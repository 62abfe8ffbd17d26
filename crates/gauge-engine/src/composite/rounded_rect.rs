use crate::coords::{Point, Transform};
use crate::math::{clamp, slerp_points, Winding};
use crate::paint::Paint;
use crate::shape::{Mesh, MeshKind, Polygon, Rectangle, Shape, Style};
use crate::surface::DrawContext;

/// Capsule-shaped bar filled left to right as progress goes from 0 to 1.
///
/// Members are `[left cap, bar, right cap]`. The caps are half discs of
/// radius `height / 2`; the bar spans the straight middle. `width` below
/// `height` leaves a zero-width bar.
pub fn rounded_rect(x: f64, y: f64, width: f64, height: f64, paint: impl Into<Paint>) -> Mesh {
    let paint = paint.into();
    let r = height / 2.0;
    let bar_width = (width - height).max(0.0);

    let top_left = Point::new(x + r, y);
    let bottom_left = Point::new(x + r, y + height);
    let left = Polygon::new(
        slerp_points(top_left, bottom_left, Winding::CounterClockwise),
        Style::filled(paint.clone()),
    );

    let top_right = Point::new(x + r + bar_width, y);
    let bottom_right = Point::new(x + r + bar_width, y + height);
    let right = Polygon::new(
        slerp_points(top_right, bottom_right, Winding::Clockwise),
        Style::filled(paint.clone()),
    );

    let bar = Rectangle::new(x + r, y, bar_width, height, Style::filled(paint));

    Mesh::composite(MeshKind::RoundedRect, vec![left.into(), bar.into(), right.into()])
}

pub(crate) fn draw(mesh: &Mesh, ctx: &mut dyn DrawContext, t: f64) {
    let (Some(Shape::Polygon(left)), Some(Shape::Rectangle(bar)), Some(Shape::Polygon(right))) =
        (mesh.shape_at(0), mesh.shape_at(1), mesh.shape_at(2))
    else {
        log::debug!("rounded rect mesh lost its structure; drawing members as-is");
        mesh.draw_members_from(ctx, t, 0);
        return;
    };

    let full = bar.width();
    let current = full * clamp(t, 0.0, 1.0);

    left.draw(ctx, t);

    let mut partial = bar.clone();
    partial.set_width(current);
    partial.draw(ctx, t);

    let mut cap = right.clone();
    cap.translate(current - full, 0.0);
    cap.draw(ctx, t);

    mesh.draw_members_from(ctx, t, 3);
}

+--

> Work item
Your task is to retype the data exactly, with no line missing.

> Solved exercise
repository 62abfe8ffbd17d26
filename crates/gauge-engine/src/composite/rounded_rect.rs
use crate::coords::{Point, Transform};
use crate::math::{clamp, slerp_points, Winding};
use crate::paint::Paint;
use crate::shape::{Mesh, MeshKind, Polygon, Rectangle, Shape, Style};
use crate::surface::DrawContext;

/// Capsule-shaped bar filled left to right as progress goes from 0 to 1.
///
/// Members are `[left cap, bar, right cap]`. The caps are half discs of
/// radius `height / 2`; the bar spans the straight middle. `width` below
/// `height` leaves a zero-width bar.
pub fn rounded_rect(x: f64, y: f64, width: f64, height: f64, paint: impl Into<Paint>) -> Mesh {
    let paint = paint.into();
    let r = height / 2.0;
    let bar_width = (width - height).max(0.0);

    let top_left = Point::new(x + r, y);
    let bottom_left = Point::new(x + r, y + height);
    let left = Polygon::new(
        slerp_points(top_left, bottom_left, Winding::CounterClockwise),
        Style::filled(paint.clone()),
    );

    let top_right = Point::new(x + r + bar_width, y);
    let bottom_right = Point::new(x + r + bar_width, y + height);
    let right = Polygon::new(
        slerp_points(top_right, bottom_right, Winding::Clockwise),
        Style::filled(paint.clone()),
    );

    let bar = Rectangle::new(x + r, y, bar_width, height, Style::filled(paint));

    Mesh::composite(MeshKind::RoundedRect, vec![left.into(), bar.into(), right.into()])
}

pub(crate) fn draw(mesh: &Mesh, ctx: &mut dyn DrawContext, t: f64) {
    let (Some(Shape::Polygon(left)), Some(Shape::Rectangle(bar)), Some(Shape::Polygon(right))) =
        (mesh.shape_at(0), mesh.shape_at(1), mesh.shape_at(2))
    else {
        log::debug!("rounded rect mesh lost its structure; drawing members as-is");
        mesh.draw_members_from(ctx, t, 0);
        return;
    };

    let full = bar.width();
    let current = full * clamp(t, 0.0, 1.0);

    left.draw(ctx, t);

    let mut partial = bar.clone();
    partial.set_width(current);
    partial.draw(ctx, t);

    let mut cap = right.clone();
    cap.translate(current - full, 0.0);
    cap.draw(ctx, t);

    mesh.draw_members_from(ctx, t, 3);
}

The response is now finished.